# Oil Pressure Question



## CodeRedSE-R (Feb 24, 2007)

I got my SE-R about a week ago and I'm a little worried about the oil pressure. So before I take it in to service i figured I would see if it's normal. My oil pressure hangs right around zero(what I am guessing to be about 10psi) when the car is warm at an idle. It goes up right away when you rev it up, but the idle make me nervous. So is this normal?


----------



## jasonsBLKser (Jan 22, 2007)

mine does the same thing, I think it has something to do with running synthetic oil. I have no problems with the engine as far as overheating but it does tend to eat the oil if you run it over the oil change.. (at all) but nothing I have really worried about. no leaks


----------



## acriml01 (May 12, 2004)

Same thing happens to me, but I'm using regular oil.
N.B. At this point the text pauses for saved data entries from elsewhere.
//! Orchestration and workflow execution for the Warden engine.
//!
//! Runs analysis requests across the registered agents in one of several
//! execution modes, and drives multi-step workflows over a dependency graph
//! with retries, cancellation and versioned artifacts.
//!
//! # Main types
//!
//! - [`Orchestrator`] — Runs agents in direct, legacy, shadow, comparison or fallback mode.
//! - [`AnalysisResult`] — Fixed-shape result document shared by every mode.
//! - [`WorkflowEngine`] — Schedules ready steps, retries failures and stores artifacts.
//! - [`WorkflowTemplate`] — Validated, cycle-free step graph.
//! - [`WorkflowStore`] — Persistence for templates, runs, history and artifacts.
//! - [`WardenConfig`] — TOML configuration for every component.

/// Versioned step outputs.
pub mod artifact;
/// Legacy/direct result comparison.
pub mod comparison;
/// TOML configuration.
pub mod config;
/// The orchestrator and its execution modes.
pub mod engine;
/// The prior single-path analyzer.
pub mod legacy;
/// Execution mode selection.
pub mod mode;
/// Aggregated analysis results.
pub mod result;
/// Step retry policy.
pub mod retry;
/// Workflow runs and step history.
pub mod run;
/// Workflow persistence.
pub mod store;
/// Workflow templates and graph validation.
pub mod template;
/// DAG workflow engine.
pub mod workflow;

pub use artifact::{content_digest, Artifact, NewArtifact, FINDINGS_KIND};
pub use comparison::{histogram_similarity, ComparisonHistory, ComparisonRecord, ComparisonThresholds};
pub use config::{AgentOverride, OrchestratorConfig, ValidatorConfig, WardenConfig, WorkflowConfig};
pub use engine::{ModeOutput, Orchestrator, OrchestratorStats};
pub use legacy::{LegacyAnalyzer, SinglePromptAnalyzer, LEGACY_AGENT};
pub use mode::ExecutionMode;
pub use result::{
    AgentProvenance, AgentRunStatus, AnalysisResult, FallbackInfo, ResultSummary, SeverityHistogram,
    RESULT_SCHEMA_VERSION,
};
pub use retry::RetryPolicy;
pub use run::{RunStatus, StepExecution, StepState, StepStatus, WorkflowRun};
pub use store::{InMemoryWorkflowStore, JsonFileWorkflowStore, WorkflowStore};
pub use template::{find_cycle, topological_order, StepSpec, TemplateSpec, WorkflowTemplate};
pub use workflow::{StepExecutor, StepOutput, StepResult, WorkflowEngine};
As long as it doesn't drop all the way to 0, I doubt there's anything to worry about.


----------



## CodeRedSE-R (Feb 24, 2007)

Thanks, that makes me feel beter. What kind of oil do you guys run?


----------



## jasonsBLKser (Jan 22, 2007)

I run Castroil GTX synthetic in mine, love it, plus i got turned away from penzoil when I helped my friend rebuild his 350... NASTY... lol I would go Castoril or Mobil 1... but thats just cause i'm a chevy guy...


----------